▶ _Required work_
Starting with the line that contains "decisions, owners &", reproduce each line through the end of the entries exactly as written.

Top of Recorded information

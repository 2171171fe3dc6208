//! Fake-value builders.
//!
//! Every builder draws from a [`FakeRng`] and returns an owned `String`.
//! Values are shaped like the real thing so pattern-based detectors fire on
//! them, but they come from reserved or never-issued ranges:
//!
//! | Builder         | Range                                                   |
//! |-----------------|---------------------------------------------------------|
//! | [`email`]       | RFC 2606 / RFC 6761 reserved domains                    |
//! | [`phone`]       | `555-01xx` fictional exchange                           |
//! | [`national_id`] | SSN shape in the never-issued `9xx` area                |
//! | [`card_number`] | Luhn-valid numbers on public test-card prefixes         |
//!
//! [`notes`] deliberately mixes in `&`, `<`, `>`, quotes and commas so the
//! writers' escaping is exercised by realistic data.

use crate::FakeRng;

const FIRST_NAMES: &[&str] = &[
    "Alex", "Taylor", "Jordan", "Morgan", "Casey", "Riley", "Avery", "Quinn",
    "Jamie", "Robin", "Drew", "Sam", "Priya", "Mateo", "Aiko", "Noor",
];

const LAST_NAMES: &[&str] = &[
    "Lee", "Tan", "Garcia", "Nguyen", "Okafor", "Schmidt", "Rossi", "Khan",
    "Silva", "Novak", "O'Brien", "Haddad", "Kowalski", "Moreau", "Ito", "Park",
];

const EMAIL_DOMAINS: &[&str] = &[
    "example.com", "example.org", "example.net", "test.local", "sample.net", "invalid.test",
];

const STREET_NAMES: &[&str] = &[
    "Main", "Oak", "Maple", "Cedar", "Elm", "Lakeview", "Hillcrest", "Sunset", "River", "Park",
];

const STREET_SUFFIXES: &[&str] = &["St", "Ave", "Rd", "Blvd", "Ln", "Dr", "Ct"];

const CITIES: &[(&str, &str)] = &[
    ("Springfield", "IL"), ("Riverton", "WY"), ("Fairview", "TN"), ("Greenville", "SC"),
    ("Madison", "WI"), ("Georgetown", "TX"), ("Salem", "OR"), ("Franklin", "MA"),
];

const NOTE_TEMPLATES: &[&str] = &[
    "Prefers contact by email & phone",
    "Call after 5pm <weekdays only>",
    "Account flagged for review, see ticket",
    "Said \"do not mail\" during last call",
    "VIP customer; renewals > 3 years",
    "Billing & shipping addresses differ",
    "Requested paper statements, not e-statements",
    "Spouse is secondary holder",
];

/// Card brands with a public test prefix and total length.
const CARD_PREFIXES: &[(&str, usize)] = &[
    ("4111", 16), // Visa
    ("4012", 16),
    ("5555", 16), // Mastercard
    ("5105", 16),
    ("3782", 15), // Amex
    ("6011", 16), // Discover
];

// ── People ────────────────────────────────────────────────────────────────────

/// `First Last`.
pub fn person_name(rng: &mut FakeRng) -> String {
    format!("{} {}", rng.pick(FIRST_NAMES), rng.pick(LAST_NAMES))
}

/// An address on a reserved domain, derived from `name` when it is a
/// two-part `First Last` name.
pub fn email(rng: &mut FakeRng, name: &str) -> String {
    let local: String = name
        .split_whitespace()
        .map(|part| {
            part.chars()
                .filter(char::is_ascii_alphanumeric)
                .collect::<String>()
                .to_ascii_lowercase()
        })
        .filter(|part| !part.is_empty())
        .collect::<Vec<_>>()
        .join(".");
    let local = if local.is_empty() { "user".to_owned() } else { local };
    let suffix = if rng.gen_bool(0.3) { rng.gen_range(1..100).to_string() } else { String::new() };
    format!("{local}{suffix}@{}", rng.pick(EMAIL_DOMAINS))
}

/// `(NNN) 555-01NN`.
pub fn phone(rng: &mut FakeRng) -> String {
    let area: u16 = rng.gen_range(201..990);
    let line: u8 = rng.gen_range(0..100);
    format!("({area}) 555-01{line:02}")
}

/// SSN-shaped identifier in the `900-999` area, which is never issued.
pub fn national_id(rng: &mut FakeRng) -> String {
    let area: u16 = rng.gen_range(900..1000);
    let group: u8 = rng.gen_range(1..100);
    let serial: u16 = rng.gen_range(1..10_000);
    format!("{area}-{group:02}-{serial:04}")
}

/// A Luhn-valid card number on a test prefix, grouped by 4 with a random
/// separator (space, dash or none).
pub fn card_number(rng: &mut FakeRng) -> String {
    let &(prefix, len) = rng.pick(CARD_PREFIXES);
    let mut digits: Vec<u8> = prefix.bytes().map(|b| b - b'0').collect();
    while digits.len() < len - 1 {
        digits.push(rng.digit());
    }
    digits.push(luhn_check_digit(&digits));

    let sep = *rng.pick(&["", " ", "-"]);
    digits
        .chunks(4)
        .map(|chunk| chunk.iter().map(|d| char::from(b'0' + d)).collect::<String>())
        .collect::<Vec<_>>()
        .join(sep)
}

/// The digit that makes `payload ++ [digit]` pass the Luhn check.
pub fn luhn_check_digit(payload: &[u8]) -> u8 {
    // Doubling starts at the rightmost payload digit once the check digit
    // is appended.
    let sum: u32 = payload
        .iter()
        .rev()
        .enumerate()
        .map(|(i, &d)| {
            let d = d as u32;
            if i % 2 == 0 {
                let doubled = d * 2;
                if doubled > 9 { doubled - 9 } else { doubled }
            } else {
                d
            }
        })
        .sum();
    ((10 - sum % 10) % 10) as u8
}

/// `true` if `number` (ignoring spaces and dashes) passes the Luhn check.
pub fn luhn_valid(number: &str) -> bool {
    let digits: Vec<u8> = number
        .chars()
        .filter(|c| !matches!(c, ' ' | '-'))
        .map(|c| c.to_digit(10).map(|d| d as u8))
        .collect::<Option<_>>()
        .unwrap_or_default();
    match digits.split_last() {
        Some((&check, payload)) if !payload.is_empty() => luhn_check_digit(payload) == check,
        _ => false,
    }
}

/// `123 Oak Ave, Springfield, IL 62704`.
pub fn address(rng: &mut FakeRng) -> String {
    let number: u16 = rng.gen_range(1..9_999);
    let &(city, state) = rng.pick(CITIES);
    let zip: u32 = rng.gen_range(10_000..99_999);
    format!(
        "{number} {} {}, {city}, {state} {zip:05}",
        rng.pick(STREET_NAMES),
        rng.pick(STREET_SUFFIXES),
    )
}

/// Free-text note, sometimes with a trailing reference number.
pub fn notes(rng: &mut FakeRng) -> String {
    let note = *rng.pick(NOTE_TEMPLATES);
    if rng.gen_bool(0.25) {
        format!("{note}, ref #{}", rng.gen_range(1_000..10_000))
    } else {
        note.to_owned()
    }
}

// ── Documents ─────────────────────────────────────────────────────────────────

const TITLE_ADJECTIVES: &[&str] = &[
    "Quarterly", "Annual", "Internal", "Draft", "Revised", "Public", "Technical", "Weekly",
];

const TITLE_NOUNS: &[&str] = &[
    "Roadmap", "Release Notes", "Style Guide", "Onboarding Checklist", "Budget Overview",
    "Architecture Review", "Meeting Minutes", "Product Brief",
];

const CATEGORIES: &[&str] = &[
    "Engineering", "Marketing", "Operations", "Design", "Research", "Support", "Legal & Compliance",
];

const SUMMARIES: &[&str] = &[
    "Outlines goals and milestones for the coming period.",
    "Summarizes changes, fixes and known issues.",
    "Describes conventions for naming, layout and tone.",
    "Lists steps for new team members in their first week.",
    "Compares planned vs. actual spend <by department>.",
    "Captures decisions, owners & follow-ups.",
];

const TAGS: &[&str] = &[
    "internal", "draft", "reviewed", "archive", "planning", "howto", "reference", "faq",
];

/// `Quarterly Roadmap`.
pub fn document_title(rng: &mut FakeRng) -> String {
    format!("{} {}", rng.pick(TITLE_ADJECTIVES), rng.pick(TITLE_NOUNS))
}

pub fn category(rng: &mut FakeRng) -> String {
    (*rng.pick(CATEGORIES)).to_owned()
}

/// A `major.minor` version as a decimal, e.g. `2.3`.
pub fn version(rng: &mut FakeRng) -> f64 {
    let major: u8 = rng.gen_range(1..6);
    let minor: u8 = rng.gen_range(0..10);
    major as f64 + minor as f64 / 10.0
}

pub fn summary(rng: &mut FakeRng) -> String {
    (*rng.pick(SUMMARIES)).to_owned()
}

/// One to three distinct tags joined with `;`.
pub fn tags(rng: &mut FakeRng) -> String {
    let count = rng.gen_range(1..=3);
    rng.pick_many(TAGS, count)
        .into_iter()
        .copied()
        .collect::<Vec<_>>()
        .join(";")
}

Bottom of Recorded information

▶ _Solution to the exercise_
    "Captures decisions, owners & follow-ups.",
];

const TAGS: &[&str] = &[
    "internal", "draft", "reviewed", "archive", "planning", "howto", "reference", "faq",
];

/// `Quarterly Roadmap`.
pub fn document_title(rng: &mut FakeRng) -> String {
    format!("{} {}", rng.pick(TITLE_ADJECTIVES), rng.pick(TITLE_NOUNS))
}

pub fn category(rng: &mut FakeRng) -> String {
    (*rng.pick(CATEGORIES)).to_owned()
}

/// A `major.minor` version as a decimal, e.g. `2.3`.
pub fn version(rng: &mut FakeRng) -> f64 {
    let major: u8 = rng.gen_range(1..6);
    let minor: u8 = rng.gen_range(0..10);
    major as f64 + minor as f64 / 10.0
}

pub fn summary(rng: &mut FakeRng) -> String {
    (*rng.pick(SUMMARIES)).to_owned()
}

/// One to three distinct tags joined with `;`.
pub fn tags(rng: &mut FakeRng) -> String {
    let count = rng.gen_range(1..=3);
    rng.pick_many(TAGS, count)
        .into_iter()
        .copied()
        .collect::<Vec<_>>()
        .join(";")
}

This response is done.